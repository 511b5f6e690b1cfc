//! Board position
//!
//! A `Position` is an array of 51 optional piece slots (index 0 unused, so
//! the 1-50 square number indexes directly). Positions are values: applying
//! a move produces a new position, the old one is never mutated. This keeps
//! search branches and game history independent without undo bookkeeping.

use crate::error::EngineError;
use crate::types::{Move, Piece, PieceKind, Side, Square};
use serde::{Deserialize, Serialize};
use std::fmt;

/// An immutable board position.
///
/// `first_promotion` records which side promoted first in the current game;
/// the evaluator pays a one-time bonus for it. It travels with the position
/// so evaluation stays a pure function of its inputs.
#[derive(Clone, Debug, PartialEq, Eq, Serialize, Deserialize)]
pub struct Position {
    #[serde(with = "board_serde")]
    board: [Option<Piece>; 51],
    first_promotion: Option<Side>,
}

impl Position {
    /// Empty board
    pub const fn empty() -> Position {
        Position { board: [None; 51], first_promotion: None }
    }

    /// Standard initial position: Dark men on 1-20, Light men on 31-50
    pub fn initial() -> Position {
        let mut pos = Position::empty();
        for n in 1..=20u8 {
            pos.board[n as usize] = Some(Piece::man(Side::Dark));
        }
        for n in 31..=50u8 {
            pos.board[n as usize] = Some(Piece::man(Side::Light));
        }
        pos
    }

    /// Piece on a square, if any
    #[inline]
    pub fn piece_at(&self, sq: Square) -> Option<Piece> {
        self.board[sq.index()]
    }

    #[inline]
    pub fn is_empty_at(&self, sq: Square) -> bool {
        self.board[sq.index()].is_none()
    }

    /// Place a piece during position setup
    pub fn set_piece(&mut self, sq: Square, piece: Piece) {
        self.board[sq.index()] = Some(piece);
    }

    /// Remove a piece during position setup
    pub fn remove_piece(&mut self, sq: Square) {
        self.board[sq.index()] = None;
    }

    /// Which side promoted first in this game, if any
    #[inline]
    pub fn first_promotion(&self) -> Option<Side> {
        self.first_promotion
    }

    /// Occupied squares with their pieces
    pub fn pieces(&self) -> impl Iterator<Item = (Square, Piece)> + '_ {
        Square::all().filter_map(|sq| self.board[sq.index()].map(|p| (sq, p)))
    }

    /// Count of men of a side
    pub fn man_count(&self, side: Side) -> u32 {
        self.pieces()
            .filter(|(_, p)| p.is_side(side) && p.kind == PieceKind::Man)
            .count() as u32
    }

    /// Count of kings of a side
    pub fn king_count(&self, side: Side) -> u32 {
        self.pieces()
            .filter(|(_, p)| p.is_side(side) && p.kind == PieceKind::King)
            .count() as u32
    }

    /// Count of all pieces of a side
    pub fn piece_count(&self, side: Side) -> u32 {
        self.pieces().filter(|(_, p)| p.is_side(side)).count() as u32
    }

    /// Count of all pieces on the board
    pub fn total_pieces(&self) -> u32 {
        self.pieces().count() as u32
    }

    /// Apply a move for `side`, returning the resulting position.
    ///
    /// The move is assumed legal; use [`Position::try_apply`] for
    /// caller-supplied moves. Captured pieces are removed only here, after
    /// the whole sequence - during generation they stay on the board.
    ///
    /// Panics if the capture sequence names the same captured square twice;
    /// that cannot arise from the generator and indicates a defect.
    pub fn apply(&self, mv: &Move, side: Side) -> Position {
        let from = mv.from();
        let to = mv.to();
        let piece = self.board[from.index()].expect("move origin must be occupied");
        debug_assert!(piece.is_side(side));

        let mut next = self.clone();
        next.board[from.index()] = None;
        for captured in mv.captured_squares() {
            assert!(
                next.board[captured.index()].is_some(),
                "capture sequence revisits square {captured}"
            );
            next.board[captured.index()] = None;
        }

        // Promotion happens only at the end of the move; a man passing over
        // the back row mid-sequence stays a man.
        let rests_on_back_row = to.row() == side.promotion_row();
        let placed = if piece.kind == PieceKind::Man && rests_on_back_row {
            if next.first_promotion.is_none() {
                next.first_promotion = Some(side);
            }
            piece.promoted()
        } else {
            piece
        };
        next.board[to.index()] = Some(placed);
        next
    }

    /// Apply a caller-supplied move after validating it against the legal
    /// move list. On failure the position is untouched.
    pub fn try_apply(&self, mv: &Move, side: Side) -> Result<Position, EngineError> {
        let legal = crate::movegen::generate_legal_moves(self, side);
        if !legal.contains(mv) {
            return Err(EngineError::IllegalMove);
        }
        Ok(self.apply(mv, side))
    }

    /// Render as draughts FEN, e.g. `W:W31-50:B1-20` (K prefixes kings).
    pub fn to_fen(&self, side_to_move: Side) -> String {
        let mut fen = format!("{side_to_move}");
        for side in [Side::Light, Side::Dark] {
            fen.push(':');
            fen.push_str(&side.to_string());
            let mut first = true;
            for (sq, piece) in self.pieces().filter(|(_, p)| p.is_side(side)) {
                if !first {
                    fen.push(',');
                }
                if piece.kind == PieceKind::King {
                    fen.push('K');
                }
                fen.push_str(&sq.to_string());
                first = false;
            }
        }
        fen
    }

    /// Parse draughts FEN. Accepts ranges (`31-50`) and `K` king prefixes;
    /// returns the position and the side to move.
    pub fn from_fen(fen: &str) -> Result<(Position, Side), EngineError> {
        let mut parts = fen.trim().split(':');
        let turn = match parts.next() {
            Some("W") => Side::Light,
            Some("B") => Side::Dark,
            _ => return Err(EngineError::InvalidNotation("expected W or B side to move")),
        };

        let mut pos = Position::empty();
        for part in parts {
            let (side, body) = match part.split_at_checked(1) {
                Some(("W", body)) => (Side::Light, body),
                Some(("B", body)) => (Side::Dark, body),
                _ => return Err(EngineError::InvalidNotation("expected W or B piece list")),
            };
            for item in body.split(',').filter(|s| !s.is_empty()) {
                let (kind, numbers) = match item.strip_prefix('K') {
                    Some(rest) => (PieceKind::King, rest),
                    None => (PieceKind::Man, item),
                };
                let (lo, hi) = match numbers.split_once('-') {
                    Some((a, b)) => (parse_square_number(a)?, parse_square_number(b)?),
                    None => {
                        let n = parse_square_number(numbers)?;
                        (n, n)
                    }
                };
                if lo > hi {
                    return Err(EngineError::InvalidNotation("descending square range"));
                }
                for n in lo..=hi {
                    pos.set_piece(Square::new(n)?, Piece::new(kind, side));
                }
            }
        }
        Ok((pos, turn))
    }
}

fn parse_square_number(s: &str) -> Result<u8, EngineError> {
    s.parse::<u8>().map_err(|_| EngineError::InvalidNotation("expected a square number"))
}

impl fmt::Display for Position {
    fn fmt(&self, f: &mut fmt::Formatter<'_>) -> fmt::Result {
        for row in 0..10i8 {
            for col in 0..10i8 {
                let cell = match Square::from_coords(row, col) {
                    Some(sq) => match self.piece_at(sq) {
                        Some(p) => p.to_string(),
                        None => ".".to_string(),
                    },
                    None => " ".to_string(),
                };
                write!(f, "{cell} ")?;
            }
            writeln!(f)?;
        }
        Ok(())
    }
}

mod board_serde {
    use crate::types::Piece;
    use serde::de::Error;
    use serde::{Deserialize, Deserializer, Serialize, Serializer};

    pub fn serialize<S: Serializer>(
        board: &[Option<Piece>; 51],
        serializer: S,
    ) -> Result<S::Ok, S::Error> {
        board.as_slice().serialize(serializer)
    }

    pub fn deserialize<'de, D: Deserializer<'de>>(
        deserializer: D,
    ) -> Result<[Option<Piece>; 51], D::Error> {
        let slots: Vec<Option<Piece>> = Vec::deserialize(deserializer)?;
        slots
            .try_into()
            .map_err(|_| D::Error::custom("board must have exactly 51 slots"))
    }
}

#[cfg(test)]
mod tests {
    use super::*;
    use smallvec::smallvec;

    use crate::types::CaptureStep;

    fn sq(n: u8) -> Square {
        Square::from_number(n)
    }

    #[test]
    fn test_initial_position_counts() {
        let pos = Position::initial();
        assert_eq!(pos.man_count(Side::Dark), 20);
        assert_eq!(pos.man_count(Side::Light), 20);
        assert_eq!(pos.king_count(Side::Dark), 0);
        assert_eq!(pos.king_count(Side::Light), 0);
        assert_eq!(pos.total_pieces(), 40);
        assert_eq!(pos.piece_at(sq(1)), Some(Piece::man(Side::Dark)));
        assert_eq!(pos.piece_at(sq(50)), Some(Piece::man(Side::Light)));
        assert!(pos.is_empty_at(sq(25)));
    }

    #[test]
    fn test_apply_quiet_move() {
        let pos = Position::initial();
        let next = pos.apply(&Move::quiet(sq(32), sq(28)), Side::Light);

        // Old position untouched, new one updated
        assert_eq!(pos.piece_at(sq(32)), Some(Piece::man(Side::Light)));
        assert!(next.is_empty_at(sq(32)));
        assert_eq!(next.piece_at(sq(28)), Some(Piece::man(Side::Light)));
    }

    #[test]
    fn test_apply_capture_removes_after_sequence() {
        let mut pos = Position::empty();
        pos.set_piece(sq(33), Piece::man(Side::Light));
        pos.set_piece(sq(28), Piece::man(Side::Dark));
        pos.set_piece(sq(18), Piece::man(Side::Dark));

        let mv = Move::capture(smallvec![
            CaptureStep { from: sq(33), to: sq(22), captured: sq(28) },
            CaptureStep { from: sq(22), to: sq(13), captured: sq(18) },
        ]);
        let next = pos.apply(&mv, Side::Light);
        assert!(next.is_empty_at(sq(33)));
        assert!(next.is_empty_at(sq(28)));
        assert!(next.is_empty_at(sq(18)));
        assert_eq!(next.piece_at(sq(13)), Some(Piece::man(Side::Light)));
        assert_eq!(next.total_pieces(), 1);
    }

    #[test]
    fn test_promotion_at_rest_only() {
        let mut pos = Position::empty();
        pos.set_piece(sq(6), Piece::man(Side::Light));
        let next = pos.apply(&Move::quiet(sq(6), sq(1)), Side::Light);
        assert_eq!(next.piece_at(sq(1)), Some(Piece::king(Side::Light)));
        assert_eq!(next.first_promotion(), Some(Side::Light));

        // A capture passing over the back row does not promote
        let mut pos = Position::empty();
        pos.set_piece(sq(12), Piece::man(Side::Light));
        pos.set_piece(sq(8), Piece::man(Side::Dark));
        pos.set_piece(sq(9), Piece::man(Side::Dark));
        let mv = Move::capture(smallvec![
            CaptureStep { from: sq(12), to: sq(3), captured: sq(8) },
            CaptureStep { from: sq(3), to: sq(14), captured: sq(9) },
        ]);
        let next = pos.apply(&mv, Side::Light);
        assert_eq!(next.piece_at(sq(14)), Some(Piece::man(Side::Light)));
        assert_eq!(next.first_promotion(), None);
    }

    #[test]
    fn test_first_promotion_is_sticky() {
        let mut pos = Position::empty();
        pos.set_piece(sq(6), Piece::man(Side::Light));
        pos.set_piece(sq(44), Piece::man(Side::Dark));
        let pos = pos.apply(&Move::quiet(sq(6), sq(1)), Side::Light);
        let pos = pos.apply(&Move::quiet(sq(44), sq(50)), Side::Dark);
        assert_eq!(pos.first_promotion(), Some(Side::Light));
    }

    #[test]
    fn test_try_apply_rejects_illegal() {
        let pos = Position::initial();
        // Backward quiet move for a man
        let err = pos.try_apply(&Move::quiet(sq(32), sq(37)), Side::Light);
        assert_eq!(err, Err(EngineError::IllegalMove));
        // Position unchanged
        assert_eq!(pos, Position::initial());
    }

    #[test]
    #[should_panic(expected = "revisits")]
    fn test_double_capture_of_same_square_panics() {
        let mut pos = Position::empty();
        pos.set_piece(sq(33), Piece::king(Side::Light));
        pos.set_piece(sq(28), Piece::man(Side::Dark));
        let mv = Move::capture(smallvec![
            CaptureStep { from: sq(33), to: sq(22), captured: sq(28) },
            CaptureStep { from: sq(22), to: sq(33), captured: sq(28) },
        ]);
        let _ = pos.apply(&mv, Side::Light);
    }

    #[test]
    fn test_fen_roundtrip() {
        let pos = Position::initial();
        let fen = pos.to_fen(Side::Light);
        let (parsed, side) = Position::from_fen(&fen).unwrap();
        assert_eq!(parsed, pos);
        assert_eq!(side, Side::Light);
    }

    #[test]
    fn test_fen_ranges_and_kings() {
        let (pos, side) = Position::from_fen("B:WK28,31-33:B1-5,K50").unwrap();
        assert_eq!(side, Side::Dark);
        assert_eq!(pos.piece_at(sq(28)), Some(Piece::king(Side::Light)));
        assert_eq!(pos.man_count(Side::Light), 3);
        assert_eq!(pos.man_count(Side::Dark), 5);
        assert_eq!(pos.piece_at(sq(50)), Some(Piece::king(Side::Dark)));
    }

    #[test]
    fn test_fen_rejects_garbage() {
        assert!(Position::from_fen("X:W1").is_err());
        assert!(Position::from_fen("W:W0").is_err());
        assert!(Position::from_fen("W:W51").is_err());
        assert!(Position::from_fen("W:W9-3").is_err());
    }

    #[test]
    fn test_serde_roundtrip() {
        let pos = Position::initial();
        let json = serde_json::to_string(&pos).unwrap();
        let back: Position = serde_json::from_str(&json).unwrap();
        assert_eq!(back, pos);
    }
}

WHAT NEEDS TO BE DONE
Reproduce, exactly and without additions, the run of lines from the start of the listing above to the line bearing "are values: applying", inclusive.

WORKED SOLUTION
repository 511b5f6e690b1cfc
//! Board position
//!
//! A `Position` is an array of 51 optional piece slots (index 0 unused, so
//! the 1-50 square number indexes directly). Positions are values: applying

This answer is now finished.